'''
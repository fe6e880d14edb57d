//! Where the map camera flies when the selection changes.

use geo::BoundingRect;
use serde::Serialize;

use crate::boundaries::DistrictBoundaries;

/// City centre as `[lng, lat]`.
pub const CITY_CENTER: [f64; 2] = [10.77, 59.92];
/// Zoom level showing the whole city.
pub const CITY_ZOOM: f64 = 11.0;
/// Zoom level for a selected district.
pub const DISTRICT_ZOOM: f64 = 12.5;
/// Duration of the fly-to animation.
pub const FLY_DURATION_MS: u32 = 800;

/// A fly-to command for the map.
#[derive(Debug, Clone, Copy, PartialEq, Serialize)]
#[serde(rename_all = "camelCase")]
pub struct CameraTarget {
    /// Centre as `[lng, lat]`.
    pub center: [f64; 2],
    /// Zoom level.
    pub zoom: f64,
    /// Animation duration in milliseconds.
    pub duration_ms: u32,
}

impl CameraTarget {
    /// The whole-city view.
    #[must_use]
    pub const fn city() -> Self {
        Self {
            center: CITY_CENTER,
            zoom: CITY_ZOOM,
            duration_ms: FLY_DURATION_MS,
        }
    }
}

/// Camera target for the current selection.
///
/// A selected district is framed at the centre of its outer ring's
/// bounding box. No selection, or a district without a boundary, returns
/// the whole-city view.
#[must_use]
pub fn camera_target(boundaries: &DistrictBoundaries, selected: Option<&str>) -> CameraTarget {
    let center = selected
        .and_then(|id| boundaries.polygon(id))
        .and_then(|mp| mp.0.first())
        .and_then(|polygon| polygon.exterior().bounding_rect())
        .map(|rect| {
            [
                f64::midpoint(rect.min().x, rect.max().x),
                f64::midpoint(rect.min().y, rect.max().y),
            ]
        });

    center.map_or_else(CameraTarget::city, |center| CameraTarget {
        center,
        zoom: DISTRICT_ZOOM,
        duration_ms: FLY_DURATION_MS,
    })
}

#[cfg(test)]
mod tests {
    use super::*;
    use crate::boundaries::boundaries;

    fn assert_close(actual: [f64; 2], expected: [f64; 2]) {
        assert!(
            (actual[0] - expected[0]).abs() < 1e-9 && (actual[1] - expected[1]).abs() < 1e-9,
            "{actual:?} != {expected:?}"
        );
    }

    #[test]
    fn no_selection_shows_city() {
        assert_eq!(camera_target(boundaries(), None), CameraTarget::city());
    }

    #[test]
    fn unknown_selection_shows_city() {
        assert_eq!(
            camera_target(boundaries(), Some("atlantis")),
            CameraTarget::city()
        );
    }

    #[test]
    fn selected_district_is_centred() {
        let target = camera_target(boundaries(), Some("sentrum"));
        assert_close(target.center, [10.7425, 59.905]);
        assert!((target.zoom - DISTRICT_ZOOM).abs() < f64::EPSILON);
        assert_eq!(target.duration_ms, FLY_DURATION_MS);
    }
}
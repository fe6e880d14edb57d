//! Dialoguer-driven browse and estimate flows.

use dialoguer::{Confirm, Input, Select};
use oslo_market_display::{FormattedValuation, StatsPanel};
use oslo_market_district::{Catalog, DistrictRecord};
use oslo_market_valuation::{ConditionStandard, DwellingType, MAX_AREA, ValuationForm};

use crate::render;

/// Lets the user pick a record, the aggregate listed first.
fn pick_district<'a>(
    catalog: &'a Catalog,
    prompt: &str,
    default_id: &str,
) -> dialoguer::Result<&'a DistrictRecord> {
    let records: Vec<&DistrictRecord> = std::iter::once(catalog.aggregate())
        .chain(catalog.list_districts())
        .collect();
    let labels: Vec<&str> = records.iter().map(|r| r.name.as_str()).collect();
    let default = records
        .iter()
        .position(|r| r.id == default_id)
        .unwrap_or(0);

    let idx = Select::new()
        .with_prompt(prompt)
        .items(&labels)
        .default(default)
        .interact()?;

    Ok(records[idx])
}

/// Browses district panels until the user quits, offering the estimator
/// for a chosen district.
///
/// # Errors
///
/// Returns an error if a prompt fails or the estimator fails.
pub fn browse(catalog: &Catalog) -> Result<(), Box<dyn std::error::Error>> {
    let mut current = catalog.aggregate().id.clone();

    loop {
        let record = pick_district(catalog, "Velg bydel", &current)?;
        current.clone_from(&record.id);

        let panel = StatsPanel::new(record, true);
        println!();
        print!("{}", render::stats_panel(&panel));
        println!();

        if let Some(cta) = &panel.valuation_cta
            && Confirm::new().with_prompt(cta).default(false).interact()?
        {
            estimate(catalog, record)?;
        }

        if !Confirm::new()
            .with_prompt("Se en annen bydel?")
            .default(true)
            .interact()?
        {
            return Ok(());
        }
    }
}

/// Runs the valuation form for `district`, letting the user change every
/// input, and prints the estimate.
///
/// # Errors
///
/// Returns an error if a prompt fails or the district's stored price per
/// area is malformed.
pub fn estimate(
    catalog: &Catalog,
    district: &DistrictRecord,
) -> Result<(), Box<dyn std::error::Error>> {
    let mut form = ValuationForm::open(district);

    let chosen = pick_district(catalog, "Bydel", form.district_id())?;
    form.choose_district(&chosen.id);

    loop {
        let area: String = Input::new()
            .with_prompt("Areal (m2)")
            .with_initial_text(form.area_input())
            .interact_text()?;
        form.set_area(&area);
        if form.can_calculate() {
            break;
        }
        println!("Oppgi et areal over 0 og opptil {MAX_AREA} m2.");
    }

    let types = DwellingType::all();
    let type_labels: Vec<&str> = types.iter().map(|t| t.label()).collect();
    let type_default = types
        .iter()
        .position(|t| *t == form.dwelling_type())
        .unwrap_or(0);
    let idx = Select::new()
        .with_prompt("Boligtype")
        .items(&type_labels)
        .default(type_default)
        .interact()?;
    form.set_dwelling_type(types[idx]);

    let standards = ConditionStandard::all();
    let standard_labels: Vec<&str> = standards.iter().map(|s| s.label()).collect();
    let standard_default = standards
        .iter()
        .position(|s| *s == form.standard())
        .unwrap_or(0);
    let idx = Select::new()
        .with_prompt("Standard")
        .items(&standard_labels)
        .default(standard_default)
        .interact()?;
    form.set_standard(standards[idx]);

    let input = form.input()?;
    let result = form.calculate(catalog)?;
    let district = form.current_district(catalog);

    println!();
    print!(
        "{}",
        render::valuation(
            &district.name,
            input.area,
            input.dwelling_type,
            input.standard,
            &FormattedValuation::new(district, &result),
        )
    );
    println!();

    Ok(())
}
'''
### Aim of the exercise
Output every record above a second time, exactly.

### Exercise output
repository fe6e880d14edb57d
//! Where the map camera flies when the selection changes.

use geo::BoundingRect;
use serde::Serialize;

use crate::boundaries::DistrictBoundaries;

/// City centre as `[lng, lat]`.
pub const CITY_CENTER: [f64; 2] = [10.77, 59.92];
/// Zoom level showing the whole city.
pub const CITY_ZOOM: f64 = 11.0;
/// Zoom level for a selected district.
pub const DISTRICT_ZOOM: f64 = 12.5;
/// Duration of the fly-to animation.
pub const FLY_DURATION_MS: u32 = 800;

/// A fly-to command for the map.
#[derive(Debug, Clone, Copy, PartialEq, Serialize)]
#[serde(rename_all = "camelCase")]
pub struct CameraTarget {
    /// Centre as `[lng, lat]`.
    pub center: [f64; 2],
    /// Zoom level.
    pub zoom: f64,
    /// Animation duration in milliseconds.
    pub duration_ms: u32,
}

impl CameraTarget {
    /// The whole-city view.
    #[must_use]
    pub const fn city() -> Self {
        Self {
            center: CITY_CENTER,
            zoom: CITY_ZOOM,
            duration_ms: FLY_DURATION_MS,
        }
    }
}

/// Camera target for the current selection.
///
/// A selected district is framed at the centre of its outer ring's
/// bounding box. No selection, or a district without a boundary, returns
/// the whole-city view.
#[must_use]
pub fn camera_target(boundaries: &DistrictBoundaries, selected: Option<&str>) -> CameraTarget {
    let center = selected
        .and_then(|id| boundaries.polygon(id))
        .and_then(|mp| mp.0.first())
        .and_then(|polygon| polygon.exterior().bounding_rect())
        .map(|rect| {
            [
                f64::midpoint(rect.min().x, rect.max().x),
                f64::midpoint(rect.min().y, rect.max().y),
            ]
        });

    center.map_or_else(CameraTarget::city, |center| CameraTarget {
        center,
        zoom: DISTRICT_ZOOM,
        duration_ms: FLY_DURATION_MS,
    })
}

#[cfg(test)]
mod tests {
    use super::*;
    use crate::boundaries::boundaries;

    fn assert_close(actual: [f64; 2], expected: [f64; 2]) {
        assert!(
            (actual[0] - expected[0]).abs() < 1e-9 && (actual[1] - expected[1]).abs() < 1e-9,
            "{actual:?} != {expected:?}"
        );
    }

    #[test]
    fn no_selection_shows_city() {
        assert_eq!(camera_target(boundaries(), None), CameraTarget::city());
    }

    #[test]
    fn unknown_selection_shows_city() {
        assert_eq!(
            camera_target(boundaries(), Some("atlantis")),
            CameraTarget::city()
        );
    }

    #[test]
    fn selected_district_is_centred() {
        let target = camera_target(boundaries(), Some("sentrum"));
        assert_close(target.center, [10.7425, 59.905]);
        assert!((target.zoom - DISTRICT_ZOOM).abs() < f64::EPSILON);
        assert_eq!(target.duration_ms, FLY_DURATION_MS);
    }
}
repository fe6e880d14edb57d
//! Dialoguer-driven browse and estimate flows.

use dialoguer::{Confirm, Input, Select};
use oslo_market_display::{FormattedValuation, StatsPanel};
use oslo_market_district::{Catalog, DistrictRecord};
use oslo_market_valuation::{ConditionStandard, DwellingType, MAX_AREA, ValuationForm};

use crate::render;

/// Lets the user pick a record, the aggregate listed first.
fn pick_district<'a>(
    catalog: &'a Catalog,
    prompt: &str,
    default_id: &str,
) -> dialoguer::Result<&'a DistrictRecord> {
    let records: Vec<&DistrictRecord> = std::iter::once(catalog.aggregate())
        .chain(catalog.list_districts())
        .collect();
    let labels: Vec<&str> = records.iter().map(|r| r.name.as_str()).collect();
    let default = records
        .iter()
        .position(|r| r.id == default_id)
        .unwrap_or(0);

    let idx = Select::new()
        .with_prompt(prompt)
        .items(&labels)
        .default(default)
        .interact()?;

    Ok(records[idx])
}

/// Browses district panels until the user quits, offering the estimator
/// for a chosen district.
///
/// # Errors
///
/// Returns an error if a prompt fails or the estimator fails.
pub fn browse(catalog: &Catalog) -> Result<(), Box<dyn std::error::Error>> {
    let mut current = catalog.aggregate().id.clone();

    loop {
        let record = pick_district(catalog, "Velg bydel", &current)?;
        current.clone_from(&record.id);

        let panel = StatsPanel::new(record, true);
        println!();
        print!("{}", render::stats_panel(&panel));
        println!();

        if let Some(cta) = &panel.valuation_cta
            && Confirm::new().with_prompt(cta).default(false).interact()?
        {
            estimate(catalog, record)?;
        }

        if !Confirm::new()
            .with_prompt("Se en annen bydel?")
            .default(true)
            .interact()?
        {
            return Ok(());
        }
    }
}

/// Runs the valuation form for `district`, letting the user change every
/// input, and prints the estimate.
///
/// # Errors
///
/// Returns an error if a prompt fails or the district's stored price per
/// area is malformed.
pub fn estimate(
    catalog: &Catalog,
    district: &DistrictRecord,
) -> Result<(), Box<dyn std::error::Error>> {
    let mut form = ValuationForm::open(district);

    let chosen = pick_district(catalog, "Bydel", form.district_id())?;
    form.choose_district(&chosen.id);

    loop {
        let area: String = Input::new()
            .with_prompt("Areal (m2)")
            .with_initial_text(form.area_input())
            .interact_text()?;
        form.set_area(&area);
        if form.can_calculate() {
            break;
        }
        println!("Oppgi et areal over 0 og opptil {MAX_AREA} m2.");
    }

    let types = DwellingType::all();
    let type_labels: Vec<&str> = types.iter().map(|t| t.label()).collect();
    let type_default = types
        .iter()
        .position(|t| *t == form.dwelling_type())
        .unwrap_or(0);
    let idx = Select::new()
        .with_prompt("Boligtype")
        .items(&type_labels)
        .default(type_default)
        .interact()?;
    form.set_dwelling_type(types[idx]);

    let standards = ConditionStandard::all();
    let standard_labels: Vec<&str> = standards.iter().map(|s| s.label()).collect();
    let standard_default = standards
        .iter()
        .position(|s| *s == form.standard())
        .unwrap_or(0);
    let idx = Select::new()
        .with_prompt("Standard")
        .items(&standard_labels)
        .default(standard_default)
        .interact()?;
    form.set_standard(standards[idx]);

    let input = form.input()?;
    let result = form.calculate(catalog)?;
    let district = form.current_district(catalog);

    println!();
    print!(
        "{}",
        render::valuation(
            &district.name,
            input.area,
            input.dwelling_type,
            input.standard,
            &FormattedValuation::new(district, &result),
        )
    );
    println!();

    Ok(())
}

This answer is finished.